• REQUIREMENT:
Every line below that holds the word "ChangeDir" must be listed.
--- EXTRACTED ENTRIES Enclosed Below ---
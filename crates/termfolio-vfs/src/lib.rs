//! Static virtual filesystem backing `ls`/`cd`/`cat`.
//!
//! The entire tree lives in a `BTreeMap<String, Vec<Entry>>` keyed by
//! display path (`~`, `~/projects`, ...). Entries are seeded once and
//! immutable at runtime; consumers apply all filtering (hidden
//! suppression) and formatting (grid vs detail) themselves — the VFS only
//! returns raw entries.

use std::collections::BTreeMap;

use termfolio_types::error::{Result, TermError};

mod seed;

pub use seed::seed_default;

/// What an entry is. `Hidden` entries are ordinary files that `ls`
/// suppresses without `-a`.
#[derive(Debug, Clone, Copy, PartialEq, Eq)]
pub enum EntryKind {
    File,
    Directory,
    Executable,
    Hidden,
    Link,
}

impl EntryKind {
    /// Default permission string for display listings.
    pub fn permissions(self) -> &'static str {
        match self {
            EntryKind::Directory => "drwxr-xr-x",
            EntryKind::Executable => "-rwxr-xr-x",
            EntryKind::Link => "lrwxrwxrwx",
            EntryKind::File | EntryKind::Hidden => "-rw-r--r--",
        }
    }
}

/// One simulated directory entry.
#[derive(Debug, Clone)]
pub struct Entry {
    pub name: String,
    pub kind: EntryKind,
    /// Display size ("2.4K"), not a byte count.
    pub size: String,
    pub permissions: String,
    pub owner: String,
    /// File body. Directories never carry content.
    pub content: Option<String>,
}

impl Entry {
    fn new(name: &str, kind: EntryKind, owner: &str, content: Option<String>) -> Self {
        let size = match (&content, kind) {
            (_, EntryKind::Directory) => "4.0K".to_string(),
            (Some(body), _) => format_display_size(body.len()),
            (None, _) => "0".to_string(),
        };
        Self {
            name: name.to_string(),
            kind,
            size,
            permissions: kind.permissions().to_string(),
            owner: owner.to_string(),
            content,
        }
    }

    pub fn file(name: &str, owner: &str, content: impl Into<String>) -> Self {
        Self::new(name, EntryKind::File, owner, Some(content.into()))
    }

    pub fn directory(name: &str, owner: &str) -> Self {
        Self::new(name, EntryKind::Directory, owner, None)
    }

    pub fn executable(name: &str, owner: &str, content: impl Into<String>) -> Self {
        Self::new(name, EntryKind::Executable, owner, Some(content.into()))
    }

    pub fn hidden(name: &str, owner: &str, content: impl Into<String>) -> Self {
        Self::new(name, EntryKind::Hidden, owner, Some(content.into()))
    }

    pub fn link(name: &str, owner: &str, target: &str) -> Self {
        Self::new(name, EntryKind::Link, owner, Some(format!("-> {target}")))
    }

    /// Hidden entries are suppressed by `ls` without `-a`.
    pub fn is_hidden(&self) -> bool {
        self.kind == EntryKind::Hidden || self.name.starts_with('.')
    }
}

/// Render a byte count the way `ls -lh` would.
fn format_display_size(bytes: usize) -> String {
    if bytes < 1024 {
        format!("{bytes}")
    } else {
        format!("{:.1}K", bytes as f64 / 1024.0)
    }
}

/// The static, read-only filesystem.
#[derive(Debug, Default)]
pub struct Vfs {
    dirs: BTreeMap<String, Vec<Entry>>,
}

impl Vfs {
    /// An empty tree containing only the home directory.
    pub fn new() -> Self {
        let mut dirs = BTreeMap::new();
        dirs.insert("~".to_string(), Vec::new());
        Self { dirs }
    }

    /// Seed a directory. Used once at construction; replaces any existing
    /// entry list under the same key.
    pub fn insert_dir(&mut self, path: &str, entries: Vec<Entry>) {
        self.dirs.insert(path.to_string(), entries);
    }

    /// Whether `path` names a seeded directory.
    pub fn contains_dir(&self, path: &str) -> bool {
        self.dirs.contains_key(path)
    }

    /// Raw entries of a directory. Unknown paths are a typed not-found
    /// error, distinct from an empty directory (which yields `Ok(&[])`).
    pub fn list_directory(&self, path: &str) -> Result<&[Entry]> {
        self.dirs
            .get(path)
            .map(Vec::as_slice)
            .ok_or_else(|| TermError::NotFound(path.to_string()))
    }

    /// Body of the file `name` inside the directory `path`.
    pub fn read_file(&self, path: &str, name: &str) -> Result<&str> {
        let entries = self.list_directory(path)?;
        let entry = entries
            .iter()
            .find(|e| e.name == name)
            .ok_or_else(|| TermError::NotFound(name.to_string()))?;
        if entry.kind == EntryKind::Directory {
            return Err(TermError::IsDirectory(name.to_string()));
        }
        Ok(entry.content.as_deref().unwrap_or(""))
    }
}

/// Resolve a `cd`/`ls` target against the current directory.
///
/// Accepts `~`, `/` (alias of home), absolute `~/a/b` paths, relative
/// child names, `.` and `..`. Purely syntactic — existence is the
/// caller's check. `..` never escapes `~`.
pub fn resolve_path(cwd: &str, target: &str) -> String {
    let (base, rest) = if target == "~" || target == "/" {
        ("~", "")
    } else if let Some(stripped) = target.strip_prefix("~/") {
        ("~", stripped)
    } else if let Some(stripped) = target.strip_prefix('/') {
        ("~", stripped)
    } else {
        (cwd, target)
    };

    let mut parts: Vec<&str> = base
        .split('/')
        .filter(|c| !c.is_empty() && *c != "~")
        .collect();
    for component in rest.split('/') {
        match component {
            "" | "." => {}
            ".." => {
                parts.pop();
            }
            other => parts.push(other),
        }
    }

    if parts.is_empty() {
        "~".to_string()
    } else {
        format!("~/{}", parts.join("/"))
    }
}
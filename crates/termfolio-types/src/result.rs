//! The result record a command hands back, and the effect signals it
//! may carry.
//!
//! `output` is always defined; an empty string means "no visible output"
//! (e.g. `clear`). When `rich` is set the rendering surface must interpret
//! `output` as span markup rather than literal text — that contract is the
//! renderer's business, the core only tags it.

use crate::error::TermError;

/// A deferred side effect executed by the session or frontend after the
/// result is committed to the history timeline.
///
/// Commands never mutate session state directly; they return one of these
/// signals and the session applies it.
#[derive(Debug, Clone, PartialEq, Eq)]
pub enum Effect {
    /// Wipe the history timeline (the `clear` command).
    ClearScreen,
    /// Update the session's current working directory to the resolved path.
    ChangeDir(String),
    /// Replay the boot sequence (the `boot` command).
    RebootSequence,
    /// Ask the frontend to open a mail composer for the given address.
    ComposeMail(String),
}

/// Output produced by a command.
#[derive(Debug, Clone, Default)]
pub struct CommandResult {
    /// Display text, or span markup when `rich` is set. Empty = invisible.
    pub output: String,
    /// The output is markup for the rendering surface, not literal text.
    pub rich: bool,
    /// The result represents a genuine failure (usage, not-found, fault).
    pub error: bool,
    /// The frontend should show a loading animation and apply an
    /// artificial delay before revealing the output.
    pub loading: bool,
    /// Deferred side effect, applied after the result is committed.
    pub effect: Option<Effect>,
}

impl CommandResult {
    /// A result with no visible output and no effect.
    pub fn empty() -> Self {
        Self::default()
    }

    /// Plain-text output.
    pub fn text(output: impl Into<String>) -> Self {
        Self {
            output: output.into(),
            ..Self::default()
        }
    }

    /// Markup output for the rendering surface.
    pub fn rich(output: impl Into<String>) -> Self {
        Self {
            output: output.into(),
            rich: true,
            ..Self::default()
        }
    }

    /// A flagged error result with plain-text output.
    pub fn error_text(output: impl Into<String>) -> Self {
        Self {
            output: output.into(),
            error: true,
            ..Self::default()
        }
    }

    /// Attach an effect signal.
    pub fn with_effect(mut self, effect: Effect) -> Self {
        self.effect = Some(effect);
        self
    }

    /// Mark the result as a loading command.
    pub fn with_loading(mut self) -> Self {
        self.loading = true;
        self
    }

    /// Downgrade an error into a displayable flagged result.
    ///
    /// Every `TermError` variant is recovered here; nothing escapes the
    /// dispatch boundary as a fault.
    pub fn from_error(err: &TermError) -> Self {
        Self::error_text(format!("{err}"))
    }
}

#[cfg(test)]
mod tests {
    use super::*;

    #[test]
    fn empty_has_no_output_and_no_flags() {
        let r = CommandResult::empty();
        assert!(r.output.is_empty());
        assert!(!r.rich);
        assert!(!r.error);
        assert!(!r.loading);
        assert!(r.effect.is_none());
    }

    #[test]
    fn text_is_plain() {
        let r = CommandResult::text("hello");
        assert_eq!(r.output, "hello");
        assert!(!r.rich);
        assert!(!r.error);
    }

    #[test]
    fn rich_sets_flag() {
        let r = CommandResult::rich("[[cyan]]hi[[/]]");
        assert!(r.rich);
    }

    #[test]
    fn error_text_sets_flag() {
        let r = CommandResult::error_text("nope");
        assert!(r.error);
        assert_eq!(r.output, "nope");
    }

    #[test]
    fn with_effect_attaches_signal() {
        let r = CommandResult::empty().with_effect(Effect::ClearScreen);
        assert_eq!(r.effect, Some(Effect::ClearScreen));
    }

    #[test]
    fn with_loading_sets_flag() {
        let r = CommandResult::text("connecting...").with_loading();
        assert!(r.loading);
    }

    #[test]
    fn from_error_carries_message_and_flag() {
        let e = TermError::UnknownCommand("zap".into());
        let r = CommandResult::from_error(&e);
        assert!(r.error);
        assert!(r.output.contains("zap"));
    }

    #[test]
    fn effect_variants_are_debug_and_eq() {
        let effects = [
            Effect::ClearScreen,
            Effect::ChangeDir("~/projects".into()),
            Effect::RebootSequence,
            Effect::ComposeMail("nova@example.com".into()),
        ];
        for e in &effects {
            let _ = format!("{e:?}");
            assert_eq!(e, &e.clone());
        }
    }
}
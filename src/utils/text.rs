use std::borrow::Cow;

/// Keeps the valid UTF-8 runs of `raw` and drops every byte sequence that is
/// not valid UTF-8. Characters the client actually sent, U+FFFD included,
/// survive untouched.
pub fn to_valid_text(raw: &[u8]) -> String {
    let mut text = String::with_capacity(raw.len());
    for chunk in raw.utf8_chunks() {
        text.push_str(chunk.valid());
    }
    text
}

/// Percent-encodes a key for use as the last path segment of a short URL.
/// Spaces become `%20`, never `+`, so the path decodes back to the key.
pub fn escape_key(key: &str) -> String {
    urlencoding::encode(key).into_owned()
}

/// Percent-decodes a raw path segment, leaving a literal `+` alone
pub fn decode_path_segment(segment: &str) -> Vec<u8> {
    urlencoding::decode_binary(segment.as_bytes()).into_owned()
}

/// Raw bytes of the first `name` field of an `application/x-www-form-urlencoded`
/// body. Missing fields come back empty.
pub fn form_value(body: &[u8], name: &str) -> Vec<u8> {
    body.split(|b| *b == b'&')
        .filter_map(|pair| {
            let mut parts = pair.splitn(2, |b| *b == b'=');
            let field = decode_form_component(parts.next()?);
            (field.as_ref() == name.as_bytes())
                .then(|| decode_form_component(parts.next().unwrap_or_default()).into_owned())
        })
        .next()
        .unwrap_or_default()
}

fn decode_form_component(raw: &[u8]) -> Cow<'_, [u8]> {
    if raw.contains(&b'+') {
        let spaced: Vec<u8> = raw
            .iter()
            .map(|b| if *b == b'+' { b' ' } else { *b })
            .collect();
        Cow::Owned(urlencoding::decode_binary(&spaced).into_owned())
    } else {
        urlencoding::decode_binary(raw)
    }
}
--- End of Enclosed EXTRACTED ENTRIES ---
• EXERCISE RESULT:
    ChangeDir(String),
            Effect::ChangeDir("~/projects".into()),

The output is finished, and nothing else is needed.